Materials and Methods:
E. coli isolates were recovered from the patients with UTI in Kerman Iran. Antibiotic susceptibility was done according to CLSI guidelines. The presence of ESBL genes and integrons was evaluated using PCR. PCR and sequencing were applied for the evaluation of cassette content of integrons. Genotyping of the isolates was performed by multiple-locus variable-number tandem repeat analysis (MLVA).
Results:
Imipenem was the most effective antibiotic, while the highest resistance was observed to streptomycin. In total 40.2% of isolates were ESBL producers. Of 69 integron-positive isolates, 59 only had class I integrons, 4 only had class II integrons and 6 had both types. The most common gene cassette found within class I integrons was dfrA17-aadA5 (n=27). The E. coli isolates were divided into 16 MLVA clusters.
Conclusion:
The current study demonstrated the simultaneous presence of class I integrons and ESBLs involved in the resistance of UPEC isolates to antibacterial agents. Our finding also revealed that the E. coli isolates belonged to diverse clones.
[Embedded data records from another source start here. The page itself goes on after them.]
//! Core non-UI list logic split into modular submodules.

pub mod filter;
pub mod merge;
pub mod reducer;
pub mod sort;
pub mod view;

pub use filter::filter_by_name;
pub use merge::merge_catalog;
pub use reducer::{AppUpdate, apply_update};
pub use sort::sort_by_name;
pub use view::derive_view;
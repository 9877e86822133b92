//! Marketplace list controller.
//!
//! Owns the merged list of marketplace apps, keeps it current from live
//! notifications, and derives the page shown by the rendering layer.

use std::future::Future;

use tokio::sync::mpsc;

use crate::events::{AppEvent, AppEventKind, AppEventSource, ListenerId};
use crate::logic::{AppUpdate, apply_update, derive_view, merge_catalog};
use crate::sources::{AppsApi, Result};
use crate::state::{AppRecord, ListView, ViewQuery};

mod report;

pub use report::{ErrorReporter, TracingReporter};

/// State holder behind the marketplace list.
///
/// The controller is the only writer of its list. Handlers take `&mut self`,
/// so every notification is applied against the current list.
pub struct MarketplaceController<A, R> {
    /// Remote apps API.
    api: A,
    /// Where request failures go.
    reporter: R,
    /// Canonical working list, A to Z by name.
    apps: Vec<AppRecord>,
    /// Receiving end shared by the four registered listeners.
    events: Option<mpsc::UnboundedReceiver<AppEvent>>,
    /// Registrations to undo on teardown.
    registrations: Vec<(AppEventKind, ListenerId)>,
}

impl<A: AppsApi, R: ErrorReporter> MarketplaceController<A, R> {
    /// What: Load the merged list and start listening for notifications.
    ///
    /// Inputs:
    /// - `api`: Remote apps API
    /// - `reporter`: Failure sink
    /// - `source`: Notification source to register the four listeners with
    ///
    /// Output:
    /// - A controller holding the merged, A to Z ordered list.
    ///
    /// Details:
    /// - The catalog and installed listings are fetched concurrently.
    /// - On failure the error is reported, the list stays empty and no
    ///   listener is registered.
    pub async fn activate<S>(api: A, reporter: R, source: &S) -> Self
    where
        S: AppEventSource + ?Sized,
    {
        let mut ctl = Self {
            api,
            reporter,
            apps: Vec::new(),
            events: None,
            registrations: Vec::new(),
        };
        match ctl.load().await {
            Ok(apps) => {
                tracing::info!(count = apps.len(), "marketplace list loaded");
                ctl.apps = apps;
                ctl.subscribe(source);
            }
            Err(e) => ctl.reporter.report(e.as_ref()),
        }
        ctl
    }

    async fn load(&self) -> Result<Vec<AppRecord>> {
        let (marketplace, installed) = futures::try_join!(
            self.api.get_apps_from_marketplace(),
            self.api.get_apps()
        )?;
        Ok(merge_catalog(marketplace, installed))
    }

    fn subscribe<S>(&mut self, source: &S)
    where
        S: AppEventSource + ?Sized,
    {
        let (tx, rx) = mpsc::unbounded_channel();
        for kind in AppEventKind::ALL {
            let id = source.register_listener(kind, tx.clone());
            self.registrations.push((kind, id));
        }
        self.events = Some(rx);
    }

    /// Canonical working list, A to Z by name.
    #[must_use]
    pub fn apps(&self) -> &[AppRecord] {
        &self.apps
    }

    /// Whether the listeners are registered (activation succeeded).
    #[must_use]
    pub const fn is_listening(&self) -> bool {
        self.events.is_some()
    }

    /// Derive the requested page of the list.
    #[must_use]
    pub fn view(&self, query: &ViewQuery) -> ListView {
        derive_view(&self.apps, query)
    }

    /// Wait for the next notification; `None` when not listening or all senders are gone.
    pub async fn next_event(&mut self) -> Option<AppEvent> {
        match self.events.as_mut() {
            Some(rx) => rx.recv().await,
            None => None,
        }
    }

    /// What: Apply one notification.
    ///
    /// Inputs:
    /// - `event`: Decoded notification
    ///
    /// Output:
    /// - `true` when the list changed.
    pub async fn handle_event(&mut self, event: AppEvent) -> bool {
        tracing::debug!(event = event.kind().wire_name(), app_id = %event.app_id(), "app event");
        match event {
            AppEvent::Added { app_id } | AppEvent::Updated { app_id } => {
                self.handle_app_added_or_updated(&app_id).await
            }
            AppEvent::Removed { app_id } => self.handle_app_removed(&app_id),
            AppEvent::StatusChanged { app_id, status } => {
                self.handle_app_status_changed(&app_id, status)
            }
        }
    }

    /// What: Refresh one app after it was installed or updated.
    ///
    /// Inputs:
    /// - `app_id`: Affected app
    ///
    /// Output:
    /// - `true` when the list changed; `false` when unchanged or a fetch failed.
    ///
    /// Details:
    /// - Fetches status and installed version first, then the marketplace
    ///   detail at that version. Failures are reported and leave the list as is.
    /// - An app not in the list yet is inserted at its name position.
    pub async fn handle_app_added_or_updated(&mut self, app_id: &str) -> bool {
        match self.fetch_installed_record(app_id).await {
            Ok(rec) => apply_update(&mut self.apps, AppUpdate::Upsert(rec)),
            Err(e) => {
                self.reporter.report(e.as_ref());
                false
            }
        }
    }

    async fn fetch_installed_record(&self, app_id: &str) -> Result<AppRecord> {
        let info = self.api.get_app(app_id).await?;
        let detail = self
            .api
            .get_app_from_marketplace(app_id, &info.version)
            .await?;
        Ok(AppRecord::installed(detail, info.status, info.version))
    }

    /// Mark an app uninstalled; unknown ids are ignored. Returns `true` on change.
    pub fn handle_app_removed(&mut self, app_id: &str) -> bool {
        apply_update(
            &mut self.apps,
            AppUpdate::Removed {
                app_id: app_id.to_string(),
            },
        )
    }

    /// Set an app's status; unknown ids are ignored. Returns `true` on change.
    pub fn handle_app_status_changed(&mut self, app_id: &str, status: String) -> bool {
        apply_update(
            &mut self.apps,
            AppUpdate::StatusChanged {
                app_id: app_id.to_string(),
                status,
            },
        )
    }

    /// What: Apply notifications until `shutdown` resolves or the source goes away.
    ///
    /// Inputs:
    /// - `shutdown`: Future that ends the loop
    /// - `on_change`: Called after every notification that changed the list
    ///
    /// Output:
    /// - Returns when `shutdown` completes or no more events can arrive.
    ///
    /// Details:
    /// - Queued notifications are drained before `shutdown` is honored.
    pub async fn run_until<F, C>(&mut self, shutdown: F, mut on_change: C)
    where
        F: Future<Output = ()>,
        C: FnMut(&Self),
    {
        tokio::pin!(shutdown);
        loop {
            tokio::select! {
                biased;
                ev = self.next_event() => match ev {
                    Some(ev) => {
                        if self.handle_event(ev).await {
                            on_change(self);
                        }
                    }
                    None => break,
                },
                () = &mut shutdown => break,
            }
        }
    }

    /// What: Stop listening and release the controller.
    ///
    /// Inputs:
    /// - `source`: The source passed to [`Self::activate`]
    ///
    /// Output:
    /// - The final list, for callers that want to keep it.
    ///
    /// Details:
    /// - Unregisters exactly the listeners registered at activation. The
    ///   controller is consumed, so nothing can be applied afterwards.
    pub fn teardown<S>(mut self, source: &S) -> Vec<AppRecord>
    where
        S: AppEventSource + ?Sized,
    {
        for (kind, id) in self.registrations.drain(..) {
            if !source.unregister_listener(kind, id) {
                tracing::debug!(event = kind.wire_name(), "listener already gone");
            }
        }
        self.events = None;
        tracing::info!("marketplace list torn down");
        self.apps
    }
}
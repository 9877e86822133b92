use std::collections::{HashMap, HashSet};

use crate::state::{AppRecord, InstalledApp, MarketplaceApp};

/// What: Join the marketplace catalog with the installed apps on `id`.
///
/// Inputs:
/// - `marketplace`: Catalog entries, any order
/// - `installed`: Installed app summaries, any order
///
/// Output:
/// - One record per catalog id, ordered A to Z by case-insensitive name.
///
/// Details:
/// - Installed entries take over `status` and `version`; `marketplace_version`
///   always comes from the catalog.
/// - Installed apps missing from the catalog are not listed.
/// - A repeated catalog id keeps its first occurrence only.
#[must_use]
pub fn merge_catalog(
    marketplace: Vec<MarketplaceApp>,
    installed: Vec<InstalledApp>,
) -> Vec<AppRecord> {
    let mut installed_by_id: HashMap<String, InstalledApp> =
        installed.into_iter().map(|a| (a.id.clone(), a)).collect();
    let mut seen: HashSet<String> = HashSet::with_capacity(marketplace.len());
    let mut out: Vec<AppRecord> = Vec::with_capacity(marketplace.len());
    for app in marketplace {
        if !seen.insert(app.id.clone()) {
            tracing::debug!(app_id = %app.id, "duplicate catalog entry skipped");
            continue;
        }
        let rec = match installed_by_id.remove(&app.id) {
            Some(inst) => AppRecord::installed(app, inst.status, inst.version),
            None => AppRecord::from_marketplace(app),
        };
        out.push(rec);
    }
    if !installed_by_id.is_empty() {
        tracing::debug!(
            count = installed_by_id.len(),
            "installed apps without a catalog entry left out"
        );
    }
    super::sort::sort_by_name(&mut out);
    out
}

#[cfg(test)]
mod tests {
    use super::*;

    fn market(id: &str, name: &str, version: &str) -> MarketplaceApp {
        MarketplaceApp {
            id: id.into(),
            name: name.into(),
            version: version.into(),
            extra: serde_json::Map::new(),
        }
    }

    fn inst(id: &str, status: &str, version: &str) -> InstalledApp {
        InstalledApp {
            id: id.into(),
            status: status.into(),
            version: version.into(),
            extra: serde_json::Map::new(),
        }
    }

    #[test]
    /// What: Single uninstalled catalog entry merges to the bare shape
    ///
    /// - Input: Catalog [Zeta 1.0]; no installed apps
    /// - Output: One record, not installed, both versions "1.0"
    fn merge_uninstalled_entry() {
        let out = merge_catalog(vec![market("1", "Zeta", "1.0")], Vec::new());
        assert_eq!(out.len(), 1);
        let r = &out[0];
        assert_eq!(r.id, "1");
        assert_eq!(r.version, "1.0");
        assert_eq!(r.marketplace_version, "1.0");
        assert_eq!(r.installed, None);
        assert_eq!(r.status, None);
    }

    #[test]
    /// What: Installed entry overrides status and version, sorted by name
    ///
    /// - Input: Catalog [B 2.1, A 1.0]; installed [B running 2.0]
    /// - Output: A (not installed) then B (installed, running, version 2.0, marketplace 2.1)
    fn merge_installed_entry_and_sort() {
        let out = merge_catalog(
            vec![market("2", "B", "2.1"), market("1", "A", "1.0")],
            vec![inst("2", "running", "2.0")],
        );
        assert_eq!(out[0].name, "A");
        assert_eq!(out[0].installed, None);
        assert_eq!(out[1].name, "B");
        assert_eq!(out[1].installed, Some(true));
        assert_eq!(out[1].status.as_deref(), Some("running"));
        assert_eq!(out[1].version, "2.0");
        assert_eq!(out[1].marketplace_version, "2.1");
    }

    #[test]
    /// What: Install flag and status are always present together
    ///
    /// - Input: Mixed catalog with some installed
    /// - Output: For every record, installed.is_some() == status.is_some()
    fn merge_install_fields_consistent() {
        let out = merge_catalog(
            vec![
                market("1", "a", "1"),
                market("2", "b", "1"),
                market("3", "c", "1"),
            ],
            vec![inst("3", "disabled", "0.9"), inst("9", "enabled", "1")],
        );
        assert_eq!(out.len(), 3);
        assert!(out
            .iter()
            .all(|r| r.installed.is_some() == r.status.is_some()));
    }

    #[test]
    /// What: Duplicate catalog ids collapse to the first entry
    ///
    /// - Input: Two catalog entries with id "1"
    /// - Output: One record named after the first
    fn merge_duplicate_ids_keep_first() {
        let out = merge_catalog(
            vec![market("1", "First", "1"), market("1", "Second", "2")],
            Vec::new(),
        );
        assert_eq!(out.len(), 1);
        assert_eq!(out[0].name, "First");
    }

    #[test]
    /// What: Catalog entries carrying install-looking fields do not override merged state
    ///
    /// - Input: Catalog entry with `status`/`installed`; no matching installed app
    /// - Output: Record JSON has neither key; install fields stay consistent
    fn merge_ignores_catalog_install_fields() {
        let entry: MarketplaceApp = serde_json::from_value(serde_json::json!({
            "id": "1",
            "name": "Zeta",
            "version": "1.0",
            "status": "initialized",
            "installed": true
        }))
        .expect("valid catalog entry");
        let out = merge_catalog(vec![entry], Vec::new());
        let v = serde_json::to_value(&out[0]).expect("serializable");
        assert!(v.get("status").is_none());
        assert!(v.get("installed").is_none());
        assert_eq!(out[0].installed.is_some(), out[0].status.is_some());
    }
}
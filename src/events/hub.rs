use std::collections::HashMap;
use std::sync::atomic::{AtomicU64, Ordering};
use std::sync::{Mutex, MutexGuard, PoisonError};

use tokio::sync::mpsc;

use super::{AppEvent, AppEventKind, AppEventSource, ListenerId};

/// Registered listeners, grouped by event kind.
type ListenerMap = HashMap<AppEventKind, Vec<(ListenerId, mpsc::UnboundedSender<AppEvent>)>>;

/// In-process [`AppEventSource`]: transports call [`EventHub::dispatch`], listeners
/// receive events on their channels.
#[derive(Debug, Default)]
pub struct EventHub {
    /// Monotonic listener id source.
    next_id: AtomicU64,
    /// Listeners per kind, in registration order.
    listeners: Mutex<ListenerMap>,
}

impl EventHub {
    /// Create a hub with no listeners.
    #[must_use]
    pub fn new() -> Self {
        Self::default()
    }

    fn lock(&self) -> MutexGuard<'_, ListenerMap> {
        self.listeners.lock().unwrap_or_else(PoisonError::into_inner)
    }

    /// What: Deliver an event to every listener registered for its kind.
    ///
    /// Inputs:
    /// - `event`: Decoded notification
    ///
    /// Output:
    /// - Number of listeners the event was delivered to.
    ///
    /// Details:
    /// - Listeners whose receiving side is gone are dropped from the registry.
    pub fn dispatch(&self, event: &AppEvent) -> usize {
        let kind = event.kind();
        let mut map = self.lock();
        let Some(list) = map.get_mut(&kind) else {
            tracing::trace!(event = kind.wire_name(), "no listeners");
            return 0;
        };
        let before = list.len();
        list.retain(|(_, tx)| tx.send(event.clone()).is_ok());
        if list.len() < before {
            tracing::debug!(
                event = kind.wire_name(),
                pruned = before - list.len(),
                "dropped closed listeners"
            );
        }
        list.len()
    }

    /// Number of live registrations for `kind`.
    #[must_use]
    pub fn listener_count(&self, kind: AppEventKind) -> usize {
        self.lock().get(&kind).map_or(0, Vec::len)
    }
}

impl AppEventSource for EventHub {
    fn register_listener(
        &self,
        kind: AppEventKind,
        listener: mpsc::UnboundedSender<AppEvent>,
    ) -> ListenerId {
        let id = ListenerId(self.next_id.fetch_add(1, Ordering::Relaxed));
        self.lock().entry(kind).or_default().push((id, listener));
        tracing::debug!(event = kind.wire_name(), listener = id.0, "listener registered");
        id
    }

    fn unregister_listener(&self, kind: AppEventKind, id: ListenerId) -> bool {
        let mut map = self.lock();
        let Some(list) = map.get_mut(&kind) else {
            return false;
        };
        let before = list.len();
        list.retain(|(lid, _)| *lid != id);
        let removed = list.len() < before;
        if removed {
            tracing::debug!(event = kind.wire_name(), listener = id.0, "listener unregistered");
        }
        removed
    }
}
Keywords: Uropathogenic Escherichia coli, Drug resistance, Integrons, Extended spectrum beta-lactamase, Tandem repeat sequences
INTRODUCTION
Urinary tract infections (UTIs) are the second most prevalent community-acquired infection and the main cause of nosocomial infection (1). UTIs are caused by a range of bacteria, but Escherichia coli is the most frequent urinary tract pathogen, accounting for 75% to 95% of UTI cases (2). Treatment of UTI has become problematic in recent years due to the increased resistance to the first-line antimicrobial agents used for UTI empirical therapy, including beta-lactams, trimethoprim-sulfamethoxazole (SXT), and fluoroquinolones (3, 4). Dissemination of antibiotic resistance genes by horizontal transfer has led to alarming rates of antibiotic resistance among pathogenic bacteria (5). Resistance genes are distributed by plasmids or transposons and also can be integrated by using a site-specific recombination mechanism into DNA elements designated integrons (6).
Integrons play a major role in the acquisition, expression, and dissemination of antibiotic resistance genes among bacterial populations (5). Integrons are composed of three different elements: an integrase gene (intI) that mediates gene cassette integration and excision through site-specific RecA-independent recombination; an attI recombination site where cassettes are inserted; and a Pc promoter responsible for gene cassette expression (5). To date, four classes of integrons have been identified based on their integrase (intI) gene (5). Class I (intI I) and class II (intI II) integrons are commonly detected in Gram-negative bacteria, including E. coli, and are responsible for conferring resistance to multiple antibiotics (7).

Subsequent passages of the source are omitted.